Gauging Graffiti in the Classroom
Healthy Subtle Resistance to Digital Domination & Indifference
I only speak for myself
But the word around town
Is that something's shaking
In the underground
I only speak for myself
But the word on the street
Is that the writing's on the wall
And the cop's on the beat
—Michelle Shocked, “Graffiti Limbo” (1988)
Young kids making cops run like mental patients
Don't they know that graffiti can't be stopped
Writers unlike rappers can't go pop
—Looptroop Rockers, “Ambush in the Night” (1999)
High School classroom scene from a long time ago. . . or maybe fairly recently. Aging BOYER informally questioned by curious STUDENT.
STUDENT: Mr. Boyer, you ever tag? In high school?
BOYER: Tag? Tag with my sons? And their friends?
STUDENT: Tagging. You know. Graffiti? Spray can?
BOYER: Well, certainly not an occupied residence, active business or educational institution.
STUDENT: Uh, what do you mean?
BOYER: Would you say there’s a line between wall-writing and plywood proclamations?
STUDENT: I don’t get your question.
BOYER: Is there difference between constructive free speech and destructive vandalism?
STUDENT: I just tag boarded-up buildings, abandoned houses, maybe a railcar. . . .
BOYER: You mean like Tyree Guyton?
STUDENT: Who?
BOYER: Wow, we really need to take another economics field trip, to the Heidelberg Project, to some street art in the D. . . .1
Anyone still work with chalk?
Not just white, but also yellow? Maybe pink, green?
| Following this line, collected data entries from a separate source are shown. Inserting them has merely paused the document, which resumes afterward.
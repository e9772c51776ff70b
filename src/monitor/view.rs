//! Owned snapshot of monitor state for rendering and export.

use serde::Serialize;

use vitalwatch_types::{AlertEvent, Subject, VitalsSnapshot};

use crate::connection::ConnectionState;

/// Events that were received but not applied, by reason.
#[derive(Debug, Clone, Default, PartialEq, Eq, Serialize)]
pub struct MonitorCounters {
    /// Inbound events dispatched.
    pub events: u64,
    /// Vitals at or before the subject's newest observation.
    pub stale_vitals: u64,
    /// Vitals for a subject other than the selection.
    pub foreign_vitals: u64,
    /// Waveform samples that arrived with stale or foreign vitals.
    pub dropped_waveform: u64,
    /// Alerts whose id was already in the feed.
    pub duplicate_alerts: u64,
    /// Alerts pushed out by the retention limit.
    pub evicted_alerts: u64,
    /// Status events for a subject other than the selection.
    pub ignored_status: u64,
}

/// Everything a renderer needs, copied out under one lock.
#[derive(Debug, Clone, Serialize)]
pub struct MonitorView {
    pub connection: ConnectionState,
    #[serde(skip_serializing_if = "Option::is_none")]
    pub last_error: Option<String>,
    pub selected: Option<Subject>,
    pub subjects: Vec<Subject>,
    /// Latest vitals for the selection; every reading unknown until data arrives.
    pub vitals: Option<VitalsSnapshot>,
    pub waveform: Vec<f64>,
    /// Newest first.
    pub alerts: Vec<AlertEvent>,
    pub unread_alerts: usize,
    pub tracking_requested: Option<String>,
    pub tracking_active: bool,
    pub counters: MonitorCounters,
}

impl MonitorView {
    /// One-line status suitable for a log line.
    pub fn summary(&self) -> String {
        let subject = self
            .selected
            .as_ref()
            .map(|s| format!("{} ({}, {})", s.display_name, s.id, s.status))
            .unwrap_or_else(|| "none".to_string());

        let mut line = format!(
            "[{}] subject: {} tracking: {}",
            self.connection.label(),
            subject,
            if self.tracking_active { "on" } else { "off" },
        );

        if let Some(vitals) = &self.vitals {
            line.push_str(&format!(
                " HR {} BP {} SpO2 {} RR {} T {}",
                vitals.heart_rate, vitals.blood_pressure, vitals.spo2,
                vitals.respiration_rate, vitals.temperature,
            ));
        }

        line.push_str(&format!(
            " alerts: {} ({} unread)",
            self.alerts.len(),
            self.unread_alerts
        ));
        if let Some(err) = &self.last_error {
            line.push_str(&format!(" last error: {err}"));
        }
        line
    }
}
When mandated promethean and white boards invaded our classrooms several years ago, most assumed chalk and the reduced board space would doom the medium to the same fate as card catalogues, film strips, microfiche and slide rules.
Just let the kids submit to the screens?
And yet these old forms can’t be totally erased. Desk and wall graffiti still hides under a laptop, or within a hard copy assignment. An updated twist may include a student’s Instagram or related social media handle, yet taking the odd opportunity, some of these teenagers still stubbornly reveal many interesting (if hidden) statements.
“Such informal art suggests a student desiring stronger connections, or at least a colorful way to ask the teacher for more assistance.”
Chalk and pencils offer less aggressive commentaries than semi-permanent sharpies, which seem reserved to more obscure crevices of our school. Obscenities and bullying-type remarks remain surprisingly rare in my weekly surveys of these unsolicited student outbursts, as I swipe my desks and chalkboards clean, typically each Monday morning.
KP also scribbled me a note, “I picked a mouse because Boyer thinks he’s hilarious but this class be quiet as a mouse when he tells a joke.”
One or twice a year I will ask students to free-form some open-ended questions or comments about a particular topic using the chalkboard, such as an introductory inquiry into economics and an imagined million dollars.
Doodling, graffiti’s close cousin in miniature, frequently surfaces in notes and frustrated test answers. Such informal art suggests a student desiring stronger connections, or at least a colorful way to ask the teacher for more assistance.
Somewhere beyond the vibrating cellular devices, beyond the illuminated prison cells of electronic hypnosis, some continue to reach out, not usually as a desperate cry for a vague therapeutic intervention (as in, say, the severely disturbed Oxford High School shooter), but maybe for just a humorous aside. . . or a welcome observation in a world of banalities, bewilderment and sadly, occasional brutalities.
Such in-class sketch artistry typically displays more concentration, not someone seemingly off-task.2 One of my quiet artists (CL) eagerly echoed this in an extra credit journal question, giving hope through her impromptu drawings that I can still improve as a teacher three decades into my career.